Photo by Jeff Rubenstone / ENR

Sensing the heavy-equipment market is ready to move from machine guidance into full machine control, Rolling Meadows, Ill.-based Komatsu America has launched the PC210LCi-10, the first intelligent hydraulic excavator available in North America.

Built on the same technology that runs the D6li-23 intelligent bulldozer unveiled in 2013, the PC210LCi-10 features a semi-autonomous digging mode, which can prevent the operator from working outside of a preset excavation model.

"We think the North American market is ready for excavators with machine controls," says Peter Robson, Komatsu America's senior director for intelligent machine controls. Excavators are available today with machine-guidance systems, in which GPS and laser sensors provide feedback to the operator about where the machine is relative to a preset model. The difference with machine controls is the excavator's hydraulics are linked to the model. Komatsu does this via several in-cylinder hydraulic sensors and an electronically controlled hydraulic valve.

"Talking to customers, one of the largest issues with machine guidance is speed," says Robson. Instead of waiting for a GPS to update or regularly having to recalibrate laser sensors, Komatsu's intelligent excavator operates by dead reckoning checked against the GPS. The system knows the exact dimensions of the excavator's boom and can calculate where the lowest point of the boom is at any given time by monitoring the hydraulic cylinders. "With the in-cylinder stroke sensors, the system has instantaneous knowledge of where the machine is," says Robson. "Its ability to rough-cut close to the design surface is really going to change how customers look at what an excavator can do with machine control."

The limiting is done in the boom's hydraulic cylinder. As an operator pushes on the joystick, the boom will stop when it reaches a predefined grade. The stick's hydraulic cylinder is not limited, so if an operator tries to pull in the stick, the boom will raise to prevent the excavator from digging below the set grade. According to Komatsu, this results in a plus or minus 42-millimeter accuracy. The semi-auto mode can be disabled at any time with a big button at the top of the control console; when the button is pressed, the LCD shows only guidance information.

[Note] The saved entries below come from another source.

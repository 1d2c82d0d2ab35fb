//! Descriptive metadata fetched for a workout: where it was and what the weather was like.
//!
//! None of it is needed for the core bookkeeping. A failed lookup leaves the
//! matching fields absent.

/// A resolved place. Either part may be unknown.
#[derive(Debug, Clone, Default, PartialEq, Eq)]
pub struct Place {
    pub city: Option<String>,
    pub country: Option<String>,
}

impl Place {
    /// `"<city>, <country>"`, with `???` standing in for an unknown part.
    pub fn label(&self) -> String {
        format!(
            "{}, {}",
            self.city.as_deref().unwrap_or("???"),
            self.country.as_deref().unwrap_or("???")
        )
    }
}

/// Current weather at a point.
#[derive(Debug, Clone, PartialEq)]
pub struct Weather {
    /// Human-readable summary, e.g. "Light Rain".
    pub description: String,

    /// Provider icon id, e.g. "10d".
    pub icon_id: String,

    /// Temperature in degrees Celsius, one decimal.
    pub temp_c: f64,
}

/// The optional descriptive fields of a workout.
#[derive(Debug, Clone, Default, PartialEq)]
pub struct Meta {
    pub location: Option<String>,
    pub weather: Option<String>,
    pub weather_icon: Option<String>,
    pub temp_c: Option<f64>,
}

impl Meta {
    /// Builds metadata from whatever the lookups managed to return.
    pub fn from_lookups(place: Option<&Place>, weather: Option<&Weather>) -> Self {
        Self {
            location: place.map(Place::label),
            weather: weather.map(|w| w.description.clone()),
            weather_icon: weather.map(|w| w.icon_id.clone()),
            temp_c: weather.map(|w| w.temp_c),
        }
    }

    pub fn is_empty(&self) -> bool {
        self.location.is_none()
            && self.weather.is_none()
            && self.weather_icon.is_none()
            && self.temp_c.is_none()
    }
}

Komatsu developed the excavator's intelligent machine controls with Topcon Positioning Systems, Livermore, Calif. "The in-cylinder sensors and hydraulic controller are Komatsu-branded, and the GPS guidance system and antennae are Topcon," says Robson. While the excavator's machine controls can be used just by loading models into the cab's computer, it also can be accessed remotely via Topcon's 3D Enterprise software platform, which allows for digging profiles to be updated on the fly. "It's been a collaborative effort with Topcon, and the result is a strong integration," says Robson.

As with its intelligent bulldozers, Komatsu has set a relatively high price premium on the PC210LCi-10, compared to the standard PC210. "It's a significant premium," says Robson. "But it's a premium that the majority of customers will see a return on investment in 12 to 18 months. It's a very justifiable premium."

So how far is Komatsu from fully autonomous heavy equipment? "The typical construction jobsite has multiple layers of variability," says Robson. "I think as we move forward … and efficiencies and alignments on the jobsite change, it does open the door to that possibility."